• **Records supplied**:
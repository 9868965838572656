//! Typed column values
//!
//! NULLs keep their column type so every bind parameter sent to Postgres
//! has an explicit type.

use super::ColumnType;
use chrono::{NaiveDate, NaiveDateTime};
use serde_json::Value;

#[derive(Debug, Clone, PartialEq)]
pub enum SqlValue {
    Text(Option<String>),
    BigInt(Option<i64>),
    Integer(Option<i32>),
    Double(Option<f64>),
    Boolean(Option<bool>),
    Date(Option<NaiveDate>),
    Timestamp(Option<NaiveDateTime>),
    Json(Option<Value>),
}

const TIMESTAMP_FORMATS: [&str; 3] = ["%Y-%m-%dT%H:%M:%S%.f", "%Y-%m-%dT%H:%M:%S", "%Y-%m-%d %H:%M:%S%.f"];

impl SqlValue {
    pub fn null(ty: ColumnType) -> Self {
        match ty {
            ColumnType::Text => SqlValue::Text(None),
            ColumnType::BigInt => SqlValue::BigInt(None),
            ColumnType::Integer => SqlValue::Integer(None),
            ColumnType::Double => SqlValue::Double(None),
            ColumnType::Boolean => SqlValue::Boolean(None),
            ColumnType::Date => SqlValue::Date(None),
            ColumnType::Timestamp => SqlValue::Timestamp(None),
            ColumnType::Jsonb => SqlValue::Json(None),
        }
    }

    pub fn is_null(&self) -> bool {
        match self {
            SqlValue::Text(v) => v.is_none(),
            SqlValue::BigInt(v) => v.is_none(),
            SqlValue::Integer(v) => v.is_none(),
            SqlValue::Double(v) => v.is_none(),
            SqlValue::Boolean(v) => v.is_none(),
            SqlValue::Date(v) => v.is_none(),
            SqlValue::Timestamp(v) => v.is_none(),
            SqlValue::Json(v) => v.is_none(),
        }
    }

    /// Convert a JSON value to the column's type. Absent and JSON null map to NULL.
    pub fn coerce(ty: ColumnType, value: Option<&Value>) -> Result<Self, String> {
        let value = match value {
            None | Some(Value::Null) => return Ok(Self::null(ty)),
            Some(v) => v,
        };

        let mismatch = || format!("expected {}, got {}", ty.sql_name(), value);

        let coerced = match ty {
            ColumnType::Text => SqlValue::Text(Some(match value {
                Value::String(s) => s.clone(),
                other => other.to_string(),
            })),
            ColumnType::BigInt => SqlValue::BigInt(Some(as_i64(value).ok_or_else(mismatch)?)),
            ColumnType::Integer => {
                let wide = as_i64(value).ok_or_else(mismatch)?;
                SqlValue::Integer(Some(i32::try_from(wide).map_err(|_| mismatch())?))
            },
            ColumnType::Double => SqlValue::Double(Some(match value {
                Value::String(s) => s.trim().parse().map_err(|_| mismatch())?,
                other => other.as_f64().ok_or_else(mismatch)?,
            })),
            ColumnType::Boolean => SqlValue::Boolean(Some(value.as_bool().ok_or_else(mismatch)?)),
            ColumnType::Date => {
                let raw = value.as_str().ok_or_else(mismatch)?;
                let day = raw.get(..10).unwrap_or(raw);
                SqlValue::Date(Some(NaiveDate::parse_from_str(day, "%Y-%m-%d").map_err(|_| mismatch())?))
            },
            ColumnType::Timestamp => {
                let raw = value.as_str().ok_or_else(mismatch)?;
                SqlValue::Timestamp(Some(parse_timestamp(raw).ok_or_else(mismatch)?))
            },
            ColumnType::Jsonb => SqlValue::Json(Some(value.clone())),
        };
        Ok(coerced)
    }

    /// Stable text form used to compare conflict keys
    pub fn key_repr(&self) -> String {
        match self {
            SqlValue::Text(v) => v.clone().unwrap_or_default(),
            SqlValue::BigInt(v) => v.map(|n| n.to_string()).unwrap_or_default(),
            SqlValue::Integer(v) => v.map(|n| n.to_string()).unwrap_or_default(),
            SqlValue::Double(v) => v.map(|n| n.to_string()).unwrap_or_default(),
            SqlValue::Boolean(v) => v.map(|b| b.to_string()).unwrap_or_default(),
            SqlValue::Date(v) => v.map(|d| d.to_string()).unwrap_or_default(),
            SqlValue::Timestamp(v) => v.map(|t| t.to_string()).unwrap_or_default(),
            SqlValue::Json(v) => v.as_ref().map(Value::to_string).unwrap_or_default(),
        }
    }
}

fn as_i64(value: &Value) -> Option<i64> {
    match value {
        Value::Number(n) => n
            .as_i64()
            .or_else(|| n.as_f64().filter(|f| f.fract() == 0.0).map(|f| f as i64)),
        Value::String(s) => s.trim().parse().ok(),
        _ => None,
    }
}

fn parse_timestamp(raw: &str) -> Option<NaiveDateTime> {
    TIMESTAMP_FORMATS
        .iter()
        .find_map(|format| NaiveDateTime::parse_from_str(raw, format).ok())
        .or_else(|| {
            NaiveDate::parse_from_str(raw, "%Y-%m-%d")
                .ok()
                .and_then(|d| d.and_hms_opt(0, 0, 0))
        })
}

#[cfg(test)]
mod tests {
    use super::*;
    use serde_json::json;

    #[test]
    fn test_null_keeps_type() {
        assert_eq!(SqlValue::coerce(ColumnType::BigInt, None).unwrap(), SqlValue::BigInt(None));
        assert_eq!(
            SqlValue::coerce(ColumnType::Jsonb, Some(&Value::Null)).unwrap(),
            SqlValue::Json(None)
        );
    }

    #[test]
    fn test_numbers() {
        assert_eq!(
            SqlValue::coerce(ColumnType::Integer, Some(&json!(2023))).unwrap(),
            SqlValue::Integer(Some(2023))
        );
        assert_eq!(
            SqlValue::coerce(ColumnType::BigInt, Some(&json!("42"))).unwrap(),
            SqlValue::BigInt(Some(42))
        );
        assert!(SqlValue::coerce(ColumnType::Integer, Some(&json!(1.5))).is_err());
        assert!(SqlValue::coerce(ColumnType::Integer, Some(&json!(i64::MAX))).is_err());
    }

    #[test]
    fn test_dates_and_timestamps() {
        assert_eq!(
            SqlValue::coerce(ColumnType::Date, Some(&json!("2024-02-01"))).unwrap(),
            SqlValue::Date(NaiveDate::from_ymd_opt(2024, 2, 1))
        );
        let ts = SqlValue::coerce(ColumnType::Timestamp, Some(&json!("2024-02-01T10:20:30.123456")))
            .unwrap();
        assert!(matches!(ts, SqlValue::Timestamp(Some(_))));
        let day_only = SqlValue::coerce(ColumnType::Timestamp, Some(&json!("2024-02-01"))).unwrap();
        assert_eq!(day_only.key_repr(), "2024-02-01 00:00:00");
        assert!(SqlValue::coerce(ColumnType::Date, Some(&json!("yesterday"))).is_err());
    }

    #[test]
    fn test_text_accepts_scalars() {
        assert_eq!(
            SqlValue::coerce(ColumnType::Text, Some(&json!(7))).unwrap(),
            SqlValue::Text(Some("7".into()))
        );
    }
}
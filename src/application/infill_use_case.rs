// ============================================================
// Layer 2 — Infill Use Case
// ============================================================
// Continuation filling with a trained checkpoint:
//   1. Clean and encode the user's text with the saved tokenizer
//   2. Keep the last max_seq_len tokens (the position table size)
//   3. Hide the last N of them
//   4. Let the generator fill the hidden tokens
//   5. Decode the visible context and the generated words

use anyhow::{bail, Result};
use rand::{rngs::StdRng, SeedableRng};
use tokenizers::Tokenizer;

use crate::data::{
    masker::{MaskStrategy, Masker},
    preprocessor::Preprocessor,
    vocab::{decode, encode},
};
use crate::infra::{checkpoint::CheckpointManager, tokenizer_store::TokenizerStore};
use crate::ml::inferencer::Inferencer;

/// What the generator produced for one request.
#[derive(Debug, Clone, PartialEq)]
pub struct Infill {
    /// Visible words the generator conditioned on
    pub context:    String,
    /// Words it generated for the hidden positions
    pub completion: String,
}

pub struct InfillUseCase {
    tokenizer:  Tokenizer,
    inferencer: Inferencer,
}

impl InfillUseCase {
    pub fn new(checkpoint_dir: &str) -> Result<Self> {
        let tokenizer  = TokenizerStore::new(checkpoint_dir).load()?;
        let ckpt       = CheckpointManager::new(checkpoint_dir);
        let inferencer = Inferencer::from_checkpoint(&ckpt, tokenizer.get_vocab_size(false))?;
        Ok(Self { tokenizer, inferencer })
    }

    /// Replace the last `hide_last` words of `text` with generated ones.
    pub fn infill(&mut self, text: &str, hide_last: usize) -> Result<Infill> {
        let tokens = prepare_tokens(&self.tokenizer, text, self.inferencer.max_seq_len())?;
        if tokens.is_empty() {
            bail!("Nothing to fill: the text contains no words");
        }

        let masker  = Masker::new(MaskStrategy::End { n_tokens: hide_last });
        let mut rng = StdRng::seed_from_u64(0);
        let Some(sample) = masker.mask(&tokens, &mut rng) else {
            bail!("Nothing to fill: the text contains no words");
        };

        let filled  = self.inferencer.fill(&sample)?;
        let visible = sample.len() - sample.hidden_count();
        tracing::debug!("Filling {} of {} positions", sample.hidden_count(), sample.len());

        Ok(Infill {
            context:    decode(&self.tokenizer, &filled[..visible])?,
            completion: decode(&self.tokenizer, &filled[visible..])?,
        })
    }
}

/// Cleaned, encoded text truncated to its last `max_len` tokens
fn prepare_tokens(tokenizer: &Tokenizer, text: &str, max_len: usize) -> Result<Vec<u32>> {
    let ids   = encode(tokenizer, &Preprocessor::new().clean(text))?;
    let start = ids.len().saturating_sub(max_len);
    Ok(ids[start..].to_vec())
}

#[cfg(test)]
mod tests {
    use super::*;

    fn tokenizer(corpus: &str) -> (tempfile::TempDir, Tokenizer) {
        let dir = tempfile::tempdir().unwrap();
        let tok = TokenizerStore::new(dir.path()).load_or_build(&[corpus.to_string()], 50).unwrap();
        (dir, tok)
    }

    #[test]
    fn test_prepare_keeps_the_tail_of_long_text() {
        let (_dir, tok) = tokenizer("one two three four five");
        let ids = prepare_tokens(&tok, "One two  THREE four five", 3).unwrap();
        assert_eq!(decode(&tok, &ids).unwrap(), "three four five");
    }

    #[test]
    fn test_prepare_of_blank_text_is_empty() {
        let (_dir, tok) = tokenizer("word");
        assert!(prepare_tokens(&tok, "   \n ", 8).unwrap().is_empty());
    }
}
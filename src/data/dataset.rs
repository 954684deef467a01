// ============================================================
// Layer 4 — Masked Dataset
// ============================================================
// Wraps the masked training sequences in Burn's Dataset trait
// so the DataLoader can shuffle and batch them.
//
// Reference: Burn Book §4 (Datasets)

use burn::data::dataset::Dataset;

use crate::data::masker::MaskedSample;

/// All masked training sequences of a run.
pub struct MaskedDataset {
    samples: Vec<MaskedSample>,
}

impl MaskedDataset {
    pub fn new(samples: Vec<MaskedSample>) -> Self {
        Self { samples }
    }
}

impl Dataset<MaskedSample> for MaskedDataset {
    fn get(&self, index: usize) -> Option<MaskedSample> {
        self.samples.get(index).cloned()
    }

    fn len(&self) -> usize {
        self.samples.len()
    }
}

#[cfg(test)]
mod tests {
    use super::*;

    fn sample(token: u32) -> MaskedSample {
        MaskedSample { src: vec![token], tgt: vec![2, token], visible: vec![false] }
    }

    #[test]
    fn test_samples_are_indexed_in_order() {
        let dataset = MaskedDataset::new((10..13).map(sample).collect());
        assert_eq!(dataset.len(), 3);
        assert_eq!(dataset.get(1), Some(sample(11)));
        assert_eq!(dataset.get(3), None);
    }
}
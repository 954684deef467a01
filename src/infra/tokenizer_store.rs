// ============================================================
// Layer 6 — Tokenizer Store
// ============================================================
// Builds, saves and loads the word-level tokenizer shared by
// training, resumed training and `infill`.
//
//   <checkpoint_dir>/tokenizer.json   HuggingFace tokenizer
//
// The tokenizer is written as JSON by hand and loaded back with
// Tokenizer::from_file:
//   normalizer     BertNormalizer (lowercase, clean text)
//   pre_tokenizer  Whitespace  ("good." → "good" ".")
//   model          WordLevel, specials at ids 0..=4
//
// Words are counted with the same Whitespace pre-tokenizer, so
// "good", "good." and "good," all share one id and punctuation
// gets ids of its own.
//
// An existing tokenizer.json always wins over rebuilding: the
// embedding rows of a saved checkpoint are tied to its ids.
//
// Reference: HuggingFace tokenizers (WordLevel, Whitespace)

use anyhow::{anyhow, Context, Result};
use std::{collections::HashMap, fs, path::PathBuf};
use tokenizers::{
    pre_tokenizers::whitespace::Whitespace,
    OffsetReferential, OffsetType, PreTokenizedString, PreTokenizer, Tokenizer,
};

use crate::data::vocab::{SPECIAL_TOKENS, UNK_ID};

pub struct TokenizerStore {
    dir: PathBuf,
}

impl TokenizerStore {
    pub fn new(dir: impl Into<PathBuf>) -> Self {
        Self { dir: dir.into() }
    }

    fn path(&self) -> PathBuf {
        self.dir.join("tokenizer.json")
    }

    /// Load existing tokenizer or build a new one from texts
    pub fn load_or_build(&self, texts: &[String], vocab_size: usize) -> Result<Tokenizer> {
        if self.path().exists() {
            tracing::info!("Loading existing tokenizer from disk");
            self.load()
        } else {
            tracing::info!("Building new tokenizer (vocab_size={})", vocab_size);
            self.build_and_save(texts, vocab_size)
        }
    }

    /// Load a previously saved tokenizer from JSON file
    pub fn load(&self) -> Result<Tokenizer> {
        let path = self.path();
        Tokenizer::from_file(&path)
            .map_err(|e| anyhow!("Cannot load tokenizer from '{}': {}", path.display(), e))
    }

    fn build_and_save(&self, texts: &[String], vocab_size: usize) -> Result<Tokenizer> {
        fs::create_dir_all(&self.dir).ok();

        // ── Step 1: Rank words by frequency ───────────────────────────────────
        let mut freq: HashMap<String, usize> = HashMap::new();
        for text in texts {
            for word in pre_tokenize(text)? {
                *freq.entry(word).or_insert(0) += 1;
            }
        }

        // ties broken alphabetically so a corpus always yields the same ids
        let mut words: Vec<(String, usize)> = freq.into_iter().collect();
        words.sort_by(|a, b| b.1.cmp(&a.1).then_with(|| a.0.cmp(&b.0)));
        words.truncate(vocab_size.saturating_sub(SPECIAL_TOKENS.len()));

        // ── Step 2: Vocab JSON, specials first ────────────────────────────────
        let mut vocab = serde_json::Map::new();
        for (id, token) in SPECIAL_TOKENS.iter().enumerate() {
            vocab.insert(token.to_string(), serde_json::json!(id));
        }
        for (word, _) in &words {
            let next_id = vocab.len();
            vocab.entry(word.clone()).or_insert_with(|| serde_json::json!(next_id));
        }
        let vocab_len = vocab.len();

        let added_tokens: Vec<serde_json::Value> = SPECIAL_TOKENS
            .iter()
            .enumerate()
            .map(|(id, token)| serde_json::json!({
                "id": id, "content": token, "single_word": false,
                "lstrip": false, "rstrip": false, "normalized": false, "special": true
            }))
            .collect();

        // ── Step 3: Write tokenizer JSON in HuggingFace format ────────────────
        let tokenizer_json = serde_json::json!({
            "version": "1.0",
            "truncation": null,
            "padding": null,
            "added_tokens": added_tokens,
            "normalizer": {
                "type": "BertNormalizer",
                "clean_text": true,
                "handle_chinese_chars": true,
                "strip_accents": null,
                "lowercase": true
            },
            "pre_tokenizer": { "type": "Whitespace" },
            "post_processor": null,
            "decoder": null,
            "model": {
                "type": "WordLevel",
                "vocab": vocab,
                "unk_token": SPECIAL_TOKENS[UNK_ID as usize]
            }
        });

        let path = self.path();
        fs::write(&path, serde_json::to_string_pretty(&tokenizer_json)?)
            .with_context(|| format!("Cannot write tokenizer to '{}'", path.display()))?;

        tracing::info!("Tokenizer built with {} entries, saved to '{}'", vocab_len, path.display());
        self.load()
    }
}

/// Lowercased words of `text` as the Whitespace pre-tokenizer splits them
fn pre_tokenize(text: &str) -> Result<Vec<String>> {
    let mut pre = PreTokenizedString::from(text);
    Whitespace::default()
        .pre_tokenize(&mut pre)
        .map_err(|e| anyhow!("Cannot pre-tokenize text: {e}"))?;
    Ok(pre
        .get_splits(OffsetReferential::Original, OffsetType::Byte)
        .into_iter()
        .map(|(word, _, _)| word.to_lowercase())
        .collect())
}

• **Exercise details**:
Within the material above, how many lines contain "always"? Only the number should be given.

• **Reply**:
2